Spencer’s GPO collaborators were career prosecutors, and she thought they were great—“extremely motivated and engaged,” she said, “with a real enthusiasm for teaching and experiential learning.” The high regard was apparently mutual: Spencer’s Uzbek counterpart, Zamira Borsieva, said that “Linh blew participants’ minds by showing them a totally different perspective” (according to, and as rendered into English vernacular by, the interpreter on duty).
Members of the GPO are—and under the new reforms will continue to be—among the most influential members of the Uzbek legal system, so Spencer’s work (on which she is collaborating with Vapnek and Troya) is cutting edge, with, she thinks, vital repercussions for the future.

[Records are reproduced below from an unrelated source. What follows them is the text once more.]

use std::collections::BTreeMap;

use ocv_core::prelude::*;
use tracing::*;

use crate::associations::AssociationEngine;
use crate::collection::{
    Collection,
    CollectionStore,
};
use crate::config::ViewConfig;
use crate::event::StoreChange;
use crate::filter::{
    LabelFilter,
    LabelSuggestions,
    add_suggestions_from_resources,
};
use crate::subscription::{
    SubscriptionHandle,
    Subscriptions,
};
use crate::view::{
    ViewState,
    reduce,
};

// A ConsoleView is one consumer of the shared store: it has its own label filter, its own derived
// associations and its own subscriptions.  Several of these can be fed from the same
// CollectionStore without affecting each other.
#[derive(Debug)]
pub struct ConsoleView {
    filter: LabelFilter,
    associations: AssociationEngine,
    state: ViewState,
    subscriptions: Subscriptions,
}

impl ConsoleView {
    pub fn new(config: &ViewConfig) -> ConsoleView {
        ConsoleView {
            filter: LabelFilter::new(config.label_selector.clone()),
            associations: AssociationEngine::new(config.annotations.clone()),
            state: ViewState::default(),
            subscriptions: Subscriptions::new(),
        }
    }

    // Recompute everything from the store; used when a view is attached to a store that already
    // has data in it.
    pub fn sync(&mut self, store: &CollectionStore) {
        for kind in ResourceKind::FILTERABLE {
            self.update_suggestions(store, kind);
        }
        self.associations.rebuild(store);
        self.state = reduce(store, &self.filter);
    }

    // Returns true if the composed view changed as a result of this event.  Events for the
    // non-filterable kinds only feed the associations, so they count as a change only if some
    // association moved.
    pub fn handle(&mut self, store: &CollectionStore, kind: ResourceKind, change: &StoreChange) -> bool {
        if self.subscriptions.is_closed() {
            debug!("view is torn down, dropping {kind} event");
            return false;
        }

        let associations_changed = self.associations.handle(store, kind, change);
        if !kind.is_filterable() {
            return associations_changed;
        }

        self.update_suggestions(store, kind);
        self.recompute(store) | associations_changed
    }

    pub fn set_selector(&mut self, store: &CollectionStore, selector: LabelSelector) -> bool {
        if self.subscriptions.is_closed() || !self.filter.set_selector(selector) {
            return false;
        }
        self.recompute(store)
    }

    pub fn on_selector_changed<F>(&mut self, f: F)
    where
        F: FnMut(&LabelSelector) + Send + 'static,
    {
        self.filter.on_selector_changed(f);
    }

    pub fn add_subscription(&mut self, handle: Box<dyn SubscriptionHandle>) {
        self.subscriptions.add(handle);
    }

    pub fn teardown(&mut self) {
        self.subscriptions.teardown_all();
    }

    pub fn is_closed(&self) -> bool {
        self.subscriptions.is_closed()
    }

    pub fn state(&self) -> &ViewState {
        &self.state
    }

    pub fn associations(&self) -> &AssociationEngine {
        &self.associations
    }

    pub fn selector(&self) -> &LabelSelector {
        self.filter.selector()
    }

    pub fn suggestions(&self) -> &LabelSuggestions {
        self.filter.suggestions()
    }

    pub fn filtered(&self, kind: ResourceKind) -> Option<&Collection> {
        self.state.filtered(kind)
    }

    pub fn pods_for_service(&self, service: &str) -> Option<&Collection> {
        self.associations.pods_by_service().get(service)
    }

    // Only the services that survive the label filter, each with the pods it selects
    pub fn filtered_pods_by_service(&self) -> BTreeMap<&str, &Collection> {
        let Some(services) = self.filtered(ResourceKind::Services) else {
            return BTreeMap::new();
        };
        services
            .keys()
            .filter_map(|name| Some((name.as_str(), self.pods_for_service(name)?)))
            .collect()
    }

    pub fn summary(&self) -> String {
        let mut parts = vec![];
        for (kind, view) in &self.state.views {
            if view.filtered.is_empty() {
                parts.push(format!("{}: {}", kind.display_plural(), view.empty_message));
            } else {
                parts.push(format!("{}: {}", kind.display_plural(), view.filtered.len()));
            }
            if let Some(alert) = &view.alert {
                parts.push(alert.details.clone());
            }
        }
        let linked_builds: usize = self.associations.triggers().values().flatten().map(|t| t.builds.len()).sum();
        parts.push(format!("linked builds: {linked_builds}"));
        parts.push(format!("resolved images: {}", self.associations.resolved_images().len()));
        parts.join("; ")
    }

    fn update_suggestions(&mut self, store: &CollectionStore, kind: ResourceKind) {
        let mut observed = LabelSuggestions::new();
        add_suggestions_from_resources(store.get(kind), &mut observed);
        self.filter.set_suggestions(&observed);
    }

    fn recompute(&mut self, store: &CollectionStore) -> bool {
        let state = reduce(store, &self.filter);
        if state == self.state {
            return false;
        }
        self.state = state;
        true
    }
}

And the relationship will continue: In September, a half-dozen GPO members and representatives of the two Uzbek law schools visited UC Law SF, after accepting Vapnek’s invitation to include the school on their study tour (which included several different law schools and judicial institutions in the Bay Area). The exchange included observation of students participating in Professor Alina Ball’s Social Enterprise and Economic Empowerment Clinic, a round table with clinical faculty led by Professor Gail Silverstein, and a discussion of best practices in LLM administration led by Associate Dean for Global Programs Keith Hand. Over the next two years, UC Law SF will continue to work with JRUP, supplying faculty expertise as needed.
Both Troya and Spencer made some time for tourism while in Uzbekistan, and both rave about the country. (Vapnek’s work on the JRUP project has, thus far, been via webinars.)
“It’s a fascinating place to visit,” Troya said, “and it is one of the safest places for tourists in the world.” After her work with the legal clinics, she took a side trip to Bukhara (another Silk Road stopover and a UNESCO World Heritage site) and became a (guarded) fan of plov, the quintessen- tial Uzbek meal—an aromatic rice dish mixed with meat, onions, carrots, and other vegetables.
As to whether the anti-corruption reforms that Mirziyoyev has proposed will take hold? “Look,” says Troya, with an eloquent neologism, “I don’t want to over-rosify the situation.” (She means, of course, that massive cultural transformation cannot take place overnight, and that problems remain.) “But given all the other things that are going on globally,” she said, “this is a really bright spot in the world today.”